WORK REQUIRED:
Within these entries, which lines include the string "display"? Copy each one.

Stored items
=-=-=-=-=
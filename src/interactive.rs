use crate::config::Config;
use crate::pipeline::MAX_REPEAT_COUNT;
use crate::source::SUPPORTED_EXTENSIONS;
use console::style;
use dialoguer::{Confirm, FuzzySelect, Input};
use std::fs;
use std::path::PathBuf;

pub struct InteractiveResult {
    pub input: PathBuf,
    pub repeat_count: u32,
    pub extract: bool,
}

/// Wizard used when no input file is given on the command line: pick a file,
/// pick the job kind, pick a repeat count, confirm.
pub fn run_interactive_wizard(config: &Config) -> anyhow::Result<InteractiveResult> {
    print_header();

    let input = select_source_file()?;
    let extract = select_mode()?;
    let repeat_count = if extract {
        1
    } else {
        prompt_repeat_count(config.repeat_count)?
    };

    println!();
    println!("  Input:  {}", style(input.display()).cyan());
    if extract {
        println!("  Job:    {}", style("extract region").cyan());
    } else {
        println!(
            "  Job:    {} ({} repetitions)",
            style("generate loop").cyan(),
            repeat_count
        );
    }
    println!();

    if !Confirm::new()
        .with_prompt("Proceed with these settings?")
        .default(true)
        .interact()?
    {
        anyhow::bail!("Cancelled by user");
    }

    println!();
    Ok(InteractiveResult {
        input,
        repeat_count,
        extract,
    })
}

fn print_header() {
    println!();
    println!("  {}", style("audioloop").bold().cyan());
    println!("  Loop or extract a region of an audio file");
    println!();
}

fn select_source_file() -> anyhow::Result<PathBuf> {
    let mut candidates: Vec<PathBuf> = fs::read_dir(".")?
        .filter_map(|entry| entry.ok())
        .map(|entry| entry.path())
        .filter(|path| {
            path.extension()
                .and_then(|ext| ext.to_str())
                .map(|ext| SUPPORTED_EXTENSIONS.contains(&ext.to_ascii_lowercase().as_str()))
                .unwrap_or(false)
        })
        .collect();
    candidates.sort();

    if candidates.is_empty() {
        let path: String = Input::new()
            .with_prompt("Path to an audio file (mp3, wav, ogg, m4a)")
            .interact_text()?;
        return Ok(PathBuf::from(path));
    }

    let labels: Vec<String> = candidates
        .iter()
        .map(|p| p.display().to_string())
        .collect();
    let selection = FuzzySelect::new()
        .with_prompt("Select an audio file")
        .items(&labels)
        .default(0)
        .interact()?;
    Ok(candidates[selection].clone())
}

fn select_mode() -> anyhow::Result<bool> {
    let selection = FuzzySelect::new()
        .with_prompt("What should be produced?")
        .items(&["Looped audio (region repeated N times)", "Extracted region only"])
        .default(0)
        .interact()?;
    Ok(selection == 1)
}

fn prompt_repeat_count(default: u32) -> anyhow::Result<u32> {
    let count: u32 = Input::new()
        .with_prompt(format!("Repeat count (1-{MAX_REPEAT_COUNT})"))
        .default(default)
        .validate_with(|value: &u32| {
            if (1..=MAX_REPEAT_COUNT).contains(value) {
                Ok(())
            } else {
                Err(format!("must be between 1 and {MAX_REPEAT_COUNT}"))
            }
        })
        .interact_text()?;
    Ok(count)
}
=-=-=-=-=
ANSWER TO THIS EXERCISE:
    println!("  Input:  {}", style(input.display()).cyan());
        .map(|p| p.display().to_string())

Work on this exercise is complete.